On Wed, Jul 24, 2002 at 10:24:48AM +0200, Filip Van Raemdonck wrote:
> > This may boil down further to a 
> > question of whether it is better to make a small number of large changes 
> > to a small amount of code, or a large number of small changes to a lot 
> > of code, spread over a lot of source packages.
> If a lot of source packages are non-portable and require changes, then they
> should get fixed. Debian is supposed to be portable. Plain and simple.

Debian packages are all architecture portable (because otherwise
are excluded from release) but not system portable.

If you want to know about the linux-specificness of Debian packages in
general, I'd suggest you to ask in the debian-hurd list. The effort necessary
for a _kernel_ port is many times greater than that for an architecture port
already (the GNU/Hurd port has been 4 years being worked on and it's far
from complete yet)

In addition to that, most of the work done by the GNU/Hurd team during
these 4 years is usable for us, making linux-specific packages easy portable
ones. That isn't appliable to libc.

> > Robert Millan wrote:
> > > 
> > > Debian has 9000 packages now, and all them are proven to build with the
> > > kernel Linux and the GNU libc.
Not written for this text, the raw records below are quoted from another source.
//! Lazy, forward-only page streams.
//!
//! A page is requested only when the consumer polls for it. The stream ends
//! after the first page shorter than the requested size, so an exact multiple
//! of the page size costs one extra, empty request. Streams are not restartable.

use std::future::Future;

use futures::stream::{self, Stream};

use super::error::{GatewayError, GatewayResult};
use super::model::{PullRequest, Repository};
use super::PlatformGateway;

/// Build a page stream from a `fetch(page)` function. Pages are 1-based.
pub fn paginate<'a, T, F, Fut>(
    page_size: u32,
    fetch: F,
) -> impl Stream<Item = GatewayResult<Vec<T>>> + 'a
where
    T: 'a,
    F: FnMut(u32) -> Fut + 'a,
    Fut: Future<Output = GatewayResult<Vec<T>>> + 'a,
{
    stream::try_unfold((fetch, Some(1u32)), move |(mut fetch, next)| async move {
        let Some(page) = next else {
            return Ok::<_, GatewayError>(None);
        };
        let items = fetch(page).await?;
        let next = if items.len() < page_size as usize {
            None
        } else {
            Some(page + 1)
        };
        Ok(Some((items, (fetch, next))))
    })
}

/// Pages of organization repositories.
pub fn organization_repositories<'a>(
    gateway: &'a dyn PlatformGateway,
    page_size: u32,
) -> impl Stream<Item = GatewayResult<Vec<Repository>>> + 'a {
    paginate(page_size, move |page| {
        gateway.organization_repositories(page, page_size)
    })
}

/// Pages of open pull requests of `repository`.
pub fn open_pull_requests<'a>(
    gateway: &'a dyn PlatformGateway,
    repository: &'a Repository,
    page_size: u32,
) -> impl Stream<Item = GatewayResult<Vec<PullRequest>>> + 'a {
    paginate(page_size, move |page| {
        gateway.open_pull_requests(repository, page, page_size)
    })
}

#[cfg(test)]
mod tests {
    use super::*;
    use futures::TryStreamExt;
    use std::sync::atomic::{AtomicU32, Ordering};

    async fn collect_pages(total: u32, page_size: u32) -> (Vec<Vec<u32>>, u32) {
        let calls = AtomicU32::new(0);
        let pages = paginate(page_size, |page| {
            calls.fetch_add(1, Ordering::SeqCst);
            async move {
                let start = (page - 1) * page_size;
                let end = (start + page_size).min(total);
                Ok::<_, GatewayError>((start..end.max(start)).collect::<Vec<u32>>())
            }
        });
        let collected: Vec<Vec<u32>> = pages.try_collect().await.unwrap();
        (collected, calls.load(Ordering::SeqCst))
    }

    #[tokio::test]
    async fn test_stops_after_short_page() {
        let (pages, calls) = collect_pages(25, 10).await;
        assert_eq!(calls, 3);
        assert_eq!(pages.iter().map(Vec::len).collect::<Vec<_>>(), vec![10, 10, 5]);
    }

    #[tokio::test]
    async fn test_exact_multiple_costs_one_empty_request() {
        let (pages, calls) = collect_pages(20, 10).await;
        assert_eq!(calls, 3);
        assert!(pages[2].is_empty());
    }

    #[tokio::test]
    async fn test_pages_are_fetched_lazily() {
        let calls = AtomicU32::new(0);
        let pages = paginate(2, |_page| {
            calls.fetch_add(1, Ordering::SeqCst);
            async { Ok::<_, GatewayError>(vec![1, 2]) }
        });
        futures::pin_mut!(pages);
        assert_eq!(calls.load(Ordering::SeqCst), 0);
        let first = pages.try_next().await.unwrap();
        assert_eq!(first, Some(vec![1, 2]));
        assert_eq!(calls.load(Ordering::SeqCst), 1);
    }

    #[tokio::test]
    async fn test_error_is_yielded() {
        let pages = paginate(10, |_page| async {
            Err::<Vec<u32>, _>(GatewayError::Transport("reset".to_string()))
        });
        futures::pin_mut!(pages);
        assert!(pages.try_next().await.is_err());
    }
}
Some are also proven to work with the GNU
> > > Hurd and the GNU libc. Very few are proven to work with the *BSD kernels
>                                                        ^^^^^^^^^^^^^^^^^^^^^
> > > and the *BSD libcs.
> So let's throw the kernel away too and use the Linux kernel, OK? Oh wait...
> we already have that port.

There are significant advantages on using a *BSD kernel, but noone pointed
an advantage of the BSDish libc (besides kernel compatibility, of course).
I understand people have their preferences, but using BSDish libc at the
beginning sounds like delaying the Debian GNU/*BSD project as a whole.

> Or how about this one: "Very few of them are proven to work on non-i386"
> 'Nuff said.

Not true. Woody just released with support for 11 architectures and a single
kernel/libc duo. It's easy to add a new architecture to Debian.

Anyway, at a later stage we can have _both_ can't we? I just think it's
preferable to concentrate on glibc at the beginning, so that we reach
a usable system soon and people (like me) can migrate. Then it'd make
more sense to port into another libc and even to other unix userland than GNU
so that everyone is happy with their preference.


Robert Millan

"5 years from now everyone will be running
free GNU on their 200 MIPS, 64M SPARCstation-5"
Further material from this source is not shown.